Considerations Before Choosing a Joint Life Policy
Joint life insurance is a unique option that protects two people under one policy, making it a popular choice among couples. Before deciding on a joint life insurance policy, you need to grasp the complexities and take into account a variety of considerations to ensure that the policy you choose meets your financial objectives and requirements.

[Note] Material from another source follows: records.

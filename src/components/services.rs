use yew::prelude::*;

use super::section::progress_style;
use crate::content::SERVICES;
use crate::hooks::{use_reveal, use_viewport};
use crate::motion::{RevealConfig, RevealStyle, WatchOptions};

#[function_component(Services)]
pub fn services() -> Html {
    let grid_ref = use_node_ref();
    let in_view = use_viewport(grid_ref.clone(), WatchOptions::once().margin("-20px"));
    let scroll = use_viewport(grid_ref.clone(), WatchOptions::continuous());

    let title_style = use_reveal(1, RevealConfig::fade_up().duration(300.0), in_view.is_visible);
    let card_styles = use_reveal(
        SERVICES.len(),
        RevealConfig::fade_up()
            .from(RevealStyle::fade_up(20.0).scaled(0.95))
            .duration(300.0)
            .stagger(100.0),
        in_view.is_visible,
    );

    let cards = SERVICES.iter().zip(card_styles).map(|(service, style)| {
        html! {
            <div class="service-card" {style}>
                <div class="service-image">
                    <img src={service.image} alt={service.title} />
                    <div class="service-image-shade"></div>
                </div>
                <div class="service-body">
                    <h3>{service.title}</h3>
                    <p>{service.description}</p>
                    <div class="service-more">
                        <div class="service-rule"></div>
                        <span>{"Learn More"}</span>
                    </div>
                </div>
            </div>
        }
    });

    html! {
        <section id="services" class="services-section">
            <div class="services-container">
                <div class="section-heading" style={title_style.into_iter().next().unwrap_or_default()}>
                    <span class="eyebrow">{"Our Expertise"}</span>
                    <h2>{"Services"}</h2>
                    <div class="heading-rule"></div>
                    <p>{"Delivering excellence in construction through innovative solutions and unparalleled expertise"}</p>
                </div>
                <div ref={grid_ref} class="services-grid" style={progress_style(scroll.progress, 0.3, 1.0)}>
                    { for cards }
                </div>
            </div>
            <style>
                {r#"
                .services-section {
                    position: relative;
                    width: 100%;
                    padding: 6rem 0;
                    background: linear-gradient(to bottom, #f9fafb, white);
                    overflow: hidden;
                }
                .services-container {
                    max-width: 1200px;
                    margin: 0 auto;
                    padding: 0 1rem;
                }
                .section-heading {
                    text-align: center;
                    max-width: 48rem;
                    margin: 0 auto 4rem;
                }
                .eyebrow {
                    display: block;
                    font-size: 0.875rem;
                    font-weight: 600;
                    letter-spacing: 0.05em;
                    text-transform: uppercase;
                    color: #eab308;
                    margin-bottom: 0.75rem;
                }
                .section-heading h2 {
                    font-size: clamp(1.875rem, 4vw, 3rem);
                    font-weight: 700;
                    color: #1B2431;
                    text-transform: uppercase;
                    margin-bottom: 1.5rem;
                }
                .heading-rule {
                    width: 96px;
                    height: 4px;
                    background: #FFD700;
                    margin: 0 auto 1.5rem;
                }
                .section-heading p {
                    color: #4b5563;
                    font-size: 1.125rem;
                    line-height: 1.7;
                }
                .services-grid {
                    display: grid;
                    grid-template-columns: repeat(auto-fit, minmax(280px, 1fr));
                    gap: 2rem;
                }
                .service-card {
                    background: white;
                    overflow: hidden;
                    border: 1px solid #f3f4f6;
                    box-shadow: 0 1px 2px rgba(0,0,0,0.05);
                }
                .service-card:hover {
                    box-shadow: 0 20px 25px rgba(0,0,0,0.1);
                }
                .service-image {
                    position: relative;
                    height: 13rem;
                    overflow: hidden;
                }
                .service-image img {
                    width: 100%;
                    height: 100%;
                    object-fit: cover;
                    transition: transform 0.3s ease-out;
                }
                .service-card:hover .service-image img {
                    transform: scale(1.08);
                }
                .service-image-shade {
                    position: absolute;
                    inset: 0;
                    background: linear-gradient(to top, rgba(0,0,0,0.3), transparent);
                    opacity: 0;
                    transition: opacity 0.3s ease;
                }
                .service-card:hover .service-image-shade {
                    opacity: 1;
                }
                .service-body {
                    padding: 2rem;
                }
                .service-body h3 {
                    font-size: 1.25rem;
                    font-weight: 700;
                    color: #1B2431;
                    margin-bottom: 1rem;
                }
                .service-card:hover h3 {
                    color: #eab308;
                }
                .service-body p {
                    color: #4b5563;
                    line-height: 1.7;
                }
                .service-more {
                    display: flex;
                    align-items: center;
                    margin-top: 1.5rem;
                    color: #eab308;
                    font-size: 0.875rem;
                    font-weight: 600;
                    text-transform: uppercase;
                }
                .service-rule {
                    width: 48px;
                    height: 2px;
                    background: #eab308;
                    margin-right: 1rem;
                }
                "#}
            </style>
        </section>
    }
}
impl RevealStyle {
    pub const RESTING: RevealStyle = RevealStyle {
        opacity: 1.0,
        translate_x: 0.0,
        translate_y: 0.0,
        scale: 1.0,
    };

    pub fn fade_up(distance: f64) -> Self {
        Self {
            opacity: 0.0,
            translate_y: distance,
            ..Self::RESTING
        }
    }

    pub fn fade_side(distance: f64) -> Self {
        Self {
            opacity: 0.0,
            translate_x: distance,
            ..Self::RESTING
        }
    }

    pub fn scaled(self, scale: f64) -> Self {
        Self { scale, ..self }
    }

    pub fn css(&self) -> String {
        format!(
            "opacity: {}; transform: translate({}px, {}px) scale({});",
            self.opacity, self.translate_x, self.translate_y, self.scale
        )
    }
}

#[derive(Clone, Debug, PartialEq)]
pub struct RevealConfig {
    pub from: RevealStyle,
    pub to: RevealStyle,
    pub duration_ms: f64,
    pub easing: Easing,
    pub base_delay_ms: f64,
    pub stagger_ms: f64,
}

impl RevealConfig {
    /// `{opacity 0, translateY +20}` to resting, 600 ms, no stagger.
    pub fn fade_up() -> Self {
        Self {
            from: RevealStyle::fade_up(20.0),
            to: RevealStyle::RESTING,
            duration_ms: 600.0,
            easing: Easing::EaseOut,
            base_delay_ms: 0.0,
            stagger_ms: 0.0,
        }
    }

    pub fn from(mut self, from: RevealStyle) -> Self {
        self.from = from;
        self
    }

    pub fn duration(mut self, ms: f64) -> Self {
        self.duration_ms = ms.max(0.0);
        self
    }

    pub fn easing(mut self, easing: Easing) -> Self {
        self.easing = easing;
        self
    }

    pub fn base_delay(mut self, ms: f64) -> Self {
        self.base_delay_ms = ms.max(0.0);
        self
    }

    pub fn stagger(mut self, ms: f64) -> Self {
        self.stagger_ms = ms.max(0.0);
        self
    }
}

impl Default for RevealConfig {
    fn default() -> Self {
        Self::fade_up()
    }
}

#[derive(Clone, Copy, Debug, PartialEq, Eq)]
pub enum RevealPhase {
    Hidden,
    Entering,
    Visible,
}

#[derive(Clone, Copy, Debug, PartialEq)]
pub enum RevealEvent {
    Trigger { at: f64 },
    Settle,
}

#[derive(Clone, Copy, Debug, PartialEq)]
pub struct RevealState {
    pub phase: RevealPhase,
    pub applied_at: Option<f64>,
}

impl RevealState {
    pub const HIDDEN: RevealState = RevealState {
        phase: RevealPhase::Hidden,
        applied_at: None,
    };

    pub fn step(self, event: RevealEvent) -> RevealState {
        match (self.phase, event) {
            (RevealPhase::Hidden, RevealEvent::Trigger { at }) => RevealState {
                phase: RevealPhase::Entering,
                applied_at: Some(at),
            },
            (RevealPhase::Entering, RevealEvent::Settle) => RevealState {
                phase: RevealPhase::Visible,
                ..self
            },
            _ => self,
        }
    }
}

/// Transition parameters for one child of a group.
#[derive(Clone, Debug, PartialEq)]
pub struct ChildReveal {
    pub delay_ms: f64,
    pub duration_ms: f64,
    pub easing: Easing,
    pub to: RevealStyle,
}

impl ChildReveal {
    pub fn finishes_at(&self) -> f64 {
        self.delay_ms + self.duration_ms
    }

    /// Inline style with a CSS transition carrying this child's delay.
    pub fn transition_css(&self) -> String {
        let easing = self.easing.css();
        format!(
            "{} transition: opacity {d}ms {e} {delay}ms, transform {d}ms {e} {delay}ms;",
            self.to.css(),
            d = self.duration_ms,
            e = easing,
            delay = self.delay_ms,
        )
    }
}

#[derive(Clone, Debug)]
pub struct RevealController {
    config: RevealConfig,
    count: usize,
    state: RevealState,
}

impl RevealController {
    pub fn new(count: usize, config: RevealConfig) -> Self {
        Self {
            config,
            count,
            state: RevealState::HIDDEN,
        }
    }

    pub fn phase(&self) -> RevealPhase {
        self.state.phase
    }

    pub fn child(&self, index: usize) -> ChildReveal {
        ChildReveal {
            delay_ms: self.config.base_delay_ms + index as f64 * self.config.stagger_ms,
            duration_ms: self.config.duration_ms,
            easing: self.config.easing,
            to: self.config.to,
        }
    }

    pub fn children(&self) -> impl Iterator<Item = ChildReveal> + '_ {
        (0..self.count).map(|i| self.child(i))
    }

    /// Time from trigger until the last child comes to rest.
    pub fn total_ms(&self) -> f64 {
        let last = self.count.saturating_sub(1);
        self.child(last).finishes_at()
    }

    /// Start the sequence. Returns false when it already started, so the
    /// caller never schedules a second set of timers for the same children.
    pub fn trigger(&mut self, now: f64) -> bool {
        if self.state.phase != RevealPhase::Hidden {
            return false;
        }
        self.state = self.state.step(RevealEvent::Trigger { at: now });
        true
    }

    /// Move to `Visible` once every child has finished.
    pub fn settle(&mut self, now: f64) -> bool {
        match self.state.applied_at {
            Some(at) if self.state.phase == RevealPhase::Entering && now - at >= self.total_ms() => {
                self.state = self.state.step(RevealEvent::Settle);
                true
            }
            _ => false,
        }
    }

    /// Inline styles for each child in the current phase.
    pub fn styles(&self) -> Vec<String> {
        match self.state.phase {
            RevealPhase::Hidden => vec![self.config.from.css(); self.count],
            RevealPhase::Entering => self.children().map(|c| c.transition_css()).collect(),
            RevealPhase::Visible => vec![self.config.to.css(); self.count],
        }
    }
}

struct RunInner<S: FrameScheduler> {
    controller: RevealController,
    scheduler: S,
    pending: Option<S::Handle>,
    on_phase: Box<dyn Fn(RevealPhase)>,
}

Assess financial responsibilities.
Determine the degree to which you and your spouse share financial responsibility. Individual insurance may be more suitable if you have mostly independent financial commitments.
Future Insurability
Consider the possible influence on insurability if one spouse develops a medical issue. Joint life insurance expires when the first spouse dies, and the remaining partner may have difficulties obtaining new coverage if their health condition has changed.
Long-term Financial Goals
Examine your long-term financial goals and determine if combined life insurance can help you achieve them. If each spouse has different financial objectives or estate planning requirements, individual policies may be more appropriate.
Review of Policy Terms
Examine the joint life insurance terms and conditions, including how the death benefit will be divided and any limits or restrictions that may apply.
Wrapping up
With an increase in the number of women entering the workforce, getting life insurance for both the husband and wife has become essential. Obtaining insurance coverage for both will protect the house’s financial stability and the financial future of the dependents, particularly the children. This combined life insurance coverage is not only for married couples. You can safeguard your child’s future by developing a plan with them. The joint-term plan may help a wedding couple prepare for the future by allowing them to invest while also providing tax advantages.